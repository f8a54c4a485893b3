//! Cart route handlers.
//!
//! Cart operations use HTMX for dynamic updates without full page reloads.
//! Every successful mutation stores the returned cart in the session's cart
//! context, so the badge and mini-cart stay fresh without another fetch.

use askama::Template;
use askama_web::WebTemplate;
use axum::{
    Form,
    extract::{Query, State},
    http::HeaderMap,
    response::{AppendHeaders, Html, IntoResponse, Redirect, Response},
};
use bazaar_core::{Cart, CartItemId, MiniCartGate, ProductId};
use chrono::Utc;
use serde::Deserialize;
use tower_sessions::Session;
use tracing::instrument;

use crate::api::Caller;
use crate::error::{AppError, Result, add_breadcrumb};
use crate::filters;
use crate::middleware::{OptionalAuth, caller_for};
use crate::models::session_keys;
use crate::services::cart_context::invalidate_cart;
use crate::services::{ApiCartSource, CartContext, MiniCartOutcome, open_mini_cart};
use crate::state::AppState;
use crate::views::{CartView, NavView};

/// Maximum quantity accepted for a single line.
const MAX_LINE_QUANTITY: u32 = 99;

/// Add to cart form data.
#[derive(Debug, Deserialize)]
pub struct AddToCartForm {
    pub product_id: String,
    pub quantity: Option<u32>,
}

/// Update cart form data.
#[derive(Debug, Deserialize)]
pub struct UpdateCartForm {
    pub item_id: String,
    pub quantity: u32,
}

/// Remove from cart form data.
#[derive(Debug, Deserialize)]
pub struct RemoveFromCartForm {
    pub item_id: String,
}

/// `?error=` on the cart page.
#[derive(Debug, Deserialize)]
pub struct CartQuery {
    pub error: Option<String>,
}

/// Cart page template.
#[derive(Template, WebTemplate)]
#[template(path = "cart/show.html")]
pub struct CartShowTemplate {
    pub nav: NavView,
    pub cart: CartView,
    pub error: Option<String>,
}

/// Cart items fragment template (for HTMX).
#[derive(Template, WebTemplate)]
#[template(path = "partials/cart_items.html")]
pub struct CartItemsTemplate {
    pub cart: CartView,
    pub error: Option<String>,
}

/// Cart count badge fragment template (for HTMX).
#[derive(Template, WebTemplate)]
#[template(path = "partials/cart_count.html")]
pub struct CartCountTemplate {
    pub count: u32,
}

/// Inline error next to an add-to-cart button (for HTMX).
#[derive(Template, WebTemplate)]
#[template(path = "partials/cart_error.html")]
pub struct CartErrorTemplate {
    pub message: String,
}

/// Mini-cart dropdown fragment template (for HTMX).
#[derive(Template, WebTemplate)]
#[template(path = "partials/mini_cart.html")]
pub struct MiniCartTemplate {
    pub cart: CartView,
    pub error: Option<String>,
}

// =============================================================================
// Session Helpers
// =============================================================================

/// Record a cart the backend returned and persist it.
async fn store_cart(session: &Session, cart: &Cart) -> Result<CartView> {
    let mut context = CartContext::load(session).await?;
    context.record(cart.clone(), Utc::now());
    context.save(session).await?;
    Ok(CartView::from(cart))
}

fn is_htmx(headers: &HeaderMap) -> bool {
    headers.contains_key("hx-request")
}

fn checkout_error_message(code: &str) -> &'static str {
    match code {
        "empty" => "Your cart is empty.",
        _ => "Checkout is unavailable right now. Please try again.",
    }
}

// =============================================================================
// Handlers
// =============================================================================

/// Display cart page.
///
/// Uses the session snapshot when it is fresh and refreshes it otherwise.
#[instrument(skip(state, session, user))]
pub async fn show(
    State(state): State<AppState>,
    session: Session,
    OptionalAuth(user): OptionalAuth,
    Query(query): Query<CartQuery>,
) -> Result<Response> {
    let caller = caller_for(&session, user.as_ref()).await?;
    let mut context = CartContext::load(&session).await?;
    let mut error = query.error.as_deref().map(|c| checkout_error_message(c).to_string());

    if context.is_stale(Utc::now(), state.config().cart_freshness) {
        match state.api().get_cart(&caller).await {
            Ok(cart) => {
                context.record(cart, Utc::now());
                context.save(&session).await?;
            }
            Err(e) => {
                tracing::warn!("Failed to fetch cart: {e}");
                error.get_or_insert_with(|| e.user_message());
            }
        }
    }

    let cart = context.cart().map_or_else(CartView::empty, CartView::from);
    let nav = NavView::load(&state, &session, user.as_ref()).await;

    Ok(CartShowTemplate { nav, cart, error }.into_response())
}

/// Add item to cart.
///
/// HTMX requests get the new badge and a `cart-updated` trigger; plain form
/// posts are redirected to the cart page.
#[instrument(skip(state, session, user, headers))]
pub async fn add(
    State(state): State<AppState>,
    session: Session,
    OptionalAuth(user): OptionalAuth,
    headers: HeaderMap,
    Form(form): Form<AddToCartForm>,
) -> Result<Response> {
    let caller = caller_for(&session, user.as_ref()).await?;
    let quantity = form.quantity.unwrap_or(1).clamp(1, MAX_LINE_QUANTITY);
    let product_id = ProductId::new(form.product_id);

    match state.api().add_to_cart(&caller, &product_id, quantity).await {
        Ok(cart) => {
            let view = store_cart(&session, &cart).await?;
            add_breadcrumb(
                "cart",
                "Added to cart",
                Some(&[("product_id", product_id.as_str())]),
            );

            if is_htmx(&headers) {
                Ok((
                    AppendHeaders([("HX-Trigger", "cart-updated")]),
                    CartCountTemplate {
                        count: view.item_count,
                    },
                )
                    .into_response())
            } else {
                Ok(Redirect::to("/cart").into_response())
            }
        }
        Err(e) => {
            tracing::error!("Failed to add item to cart: {e}");
            let message = e.user_message();
            let status = AppError::from(e).status();
            Ok((status, CartErrorTemplate { message }).into_response())
        }
    }
}

/// Update cart item quantity (HTMX). A quantity of zero removes the line.
#[instrument(skip(state, session, user))]
pub async fn update(
    State(state): State<AppState>,
    session: Session,
    OptionalAuth(user): OptionalAuth,
    Form(form): Form<UpdateCartForm>,
) -> Result<Response> {
    let caller = caller_for(&session, user.as_ref()).await?;
    let item_id = CartItemId::new(form.item_id);

    let result = if form.quantity == 0 {
        remove_and_reload(&state, &caller, &item_id).await
    } else {
        state
            .api()
            .update_cart_item(&caller, &item_id, form.quantity.min(MAX_LINE_QUANTITY))
            .await
    };

    cart_items_response(&session, result).await
}

/// Remove item from cart (HTMX).
#[instrument(skip(state, session, user))]
pub async fn remove(
    State(state): State<AppState>,
    session: Session,
    OptionalAuth(user): OptionalAuth,
    Form(form): Form<RemoveFromCartForm>,
) -> Result<Response> {
    let caller = caller_for(&session, user.as_ref()).await?;
    let result = remove_and_reload(&state, &caller, &CartItemId::new(form.item_id)).await;
    cart_items_response(&session, result).await
}

async fn remove_and_reload(
    state: &AppState,
    caller: &Caller,
    item_id: &CartItemId,
) -> crate::api::ApiResult<Cart> {
    state.api().remove_cart_item(caller, item_id).await?;
    state.api().get_cart(caller).await
}

async fn cart_items_response(
    session: &Session,
    result: crate::api::ApiResult<Cart>,
) -> Result<Response> {
    match result {
        Ok(cart) => {
            let view = store_cart(session, &cart).await?;
            Ok((
                AppendHeaders([("HX-Trigger", "cart-updated")]),
                CartItemsTemplate {
                    cart: view,
                    error: None,
                },
            )
                .into_response())
        }
        Err(e) => {
            tracing::error!("Failed to change cart: {e}");
            // Show the last known cart with the error above it.
            let context = CartContext::load(session).await?;
            Ok(CartItemsTemplate {
                cart: context.cart().map_or_else(CartView::empty, CartView::from),
                error: Some(e.user_message()),
            }
            .into_response())
        }
    }
}

/// Get cart count badge (HTMX). Reads the session snapshot only.
#[instrument(skip(session))]
pub async fn count(session: Session) -> impl IntoResponse {
    let count = CartContext::load(&session)
        .await
        .map(|context| context.item_count())
        .unwrap_or(0);

    CartCountTemplate { count }
}

/// Open the mini-cart (HTMX). Hits the backend only when the snapshot is stale.
#[instrument(skip(state, session, user))]
pub async fn mini_open(
    State(state): State<AppState>,
    session: Session,
    OptionalAuth(user): OptionalAuth,
) -> Result<Response> {
    let caller = caller_for(&session, user.as_ref()).await?;
    let mut gate = session
        .get::<MiniCartGate>(session_keys::MINI_CART)
        .await?
        .unwrap_or_default();
    let mut context = CartContext::load(&session).await?;

    let source = ApiCartSource::new(state.api(), &caller);
    let outcome = open_mini_cart(
        &mut gate,
        &mut context,
        &source,
        user.is_some(),
        state.config().cart_freshness,
        Utc::now(),
    )
    .await;

    session.insert(session_keys::MINI_CART, gate).await?;
    let error = match outcome {
        MiniCartOutcome::Loaded => {
            context.save(&session).await?;
            None
        }
        MiniCartOutcome::Unchanged => None,
        MiniCartOutcome::Failed(message) => Some(message),
    };

    Ok(MiniCartTemplate {
        cart: context.cart().map_or_else(CartView::empty, CartView::from),
        error,
    }
    .into_response())
}

/// Close the mini-cart (HTMX). Never calls the backend.
#[instrument(skip(session))]
pub async fn mini_close(session: Session) -> Result<Response> {
    let mut gate = session
        .get::<MiniCartGate>(session_keys::MINI_CART)
        .await?
        .unwrap_or_default();
    gate.close();
    session.insert(session_keys::MINI_CART, gate).await?;
    Ok(Html(String::new()).into_response())
}

/// Start checkout and redirect to the backend-provided checkout URL.
#[instrument(skip(state, session, user))]
pub async fn checkout(
    State(state): State<AppState>,
    session: Session,
    OptionalAuth(user): OptionalAuth,
) -> Result<Response> {
    let context = CartContext::load(&session).await?;
    if context.cart().is_some_and(Cart::is_empty) {
        return Ok(Redirect::to("/cart?error=empty").into_response());
    }

    let caller = caller_for(&session, user.as_ref()).await?;
    match state.api().checkout(&caller).await {
        Ok(checkout) => {
            invalidate_cart(&session).await?;
            Ok(Redirect::to(&checkout.checkout_url).into_response())
        }
        Err(e) => {
            tracing::error!("Failed to start checkout: {e}");
            Ok(Redirect::to("/cart?error=checkout").into_response())
        }
    }
}

#[cfg(test)]
#[allow(clippy::unwrap_used)]
mod tests {
    use super::*;

    #[test]
    fn test_cart_error_is_escaped() {
        let html = CartErrorTemplate {
            message: "<b>Tom's</b> \"mug\" & more".to_string(),
        }
        .render()
        .unwrap();
        assert!(html.starts_with("<span class=\"cart-error\""));
        assert!(!html.contains("<b>"));
        assert!(!html.contains("Tom's"));
        assert!(html.contains("&lt;b&gt;"));
        assert!(html.contains("&amp; more"));
    }

    #[test]
    fn test_checkout_error_messages() {
        assert_eq!(checkout_error_message("empty"), "Your cart is empty.");
        assert!(checkout_error_message("anything").contains("try again"));
    }
}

PROMPT:
Look back at the entries above. Retype the line with "let source = ApiCartSource::new(state.api(), &caller);", the line with "use super::*;", and all lines in between.

OUTPUT OF THE TASK:
    let source = ApiCartSource::new(state.api(), &caller);
    let outcome = open_mini_cart(
        &mut gate,
        &mut context,
        &source,
        user.is_some(),
        state.config().cart_freshness,
        Utc::now(),
    )
    .await;

    session.insert(session_keys::MINI_CART, gate).await?;
    let error = match outcome {
        MiniCartOutcome::Loaded => {
            context.save(&session).await?;
            None
        }
        MiniCartOutcome::Unchanged => None,
        MiniCartOutcome::Failed(message) => Some(message),
    };

    Ok(MiniCartTemplate {
        cart: context.cart().map_or_else(CartView::empty, CartView::from),
        error,
    }
    .into_response())
}

/// Close the mini-cart (HTMX). Never calls the backend.
#[instrument(skip(session))]
pub async fn mini_close(session: Session) -> Result<Response> {
    let mut gate = session
        .get::<MiniCartGate>(session_keys::MINI_CART)
        .await?
        .unwrap_or_default();
    gate.close();
    session.insert(session_keys::MINI_CART, gate).await?;
    Ok(Html(String::new()).into_response())
}

/// Start checkout and redirect to the backend-provided checkout URL.
#[instrument(skip(state, session, user))]
pub async fn checkout(
    State(state): State<AppState>,
    session: Session,
    OptionalAuth(user): OptionalAuth,
) -> Result<Response> {
    let context = CartContext::load(&session).await?;
    if context.cart().is_some_and(Cart::is_empty) {
        return Ok(Redirect::to("/cart?error=empty").into_response());
    }

    let caller = caller_for(&session, user.as_ref()).await?;
    match state.api().checkout(&caller).await {
        Ok(checkout) => {
            invalidate_cart(&session).await?;
            Ok(Redirect::to(&checkout.checkout_url).into_response())
        }
        Err(e) => {
            tracing::error!("Failed to start checkout: {e}");
            Ok(Redirect::to("/cart?error=checkout").into_response())
        }
    }
}

#[cfg(test)]
#[allow(clippy::unwrap_used)]
mod tests {
    use super::*;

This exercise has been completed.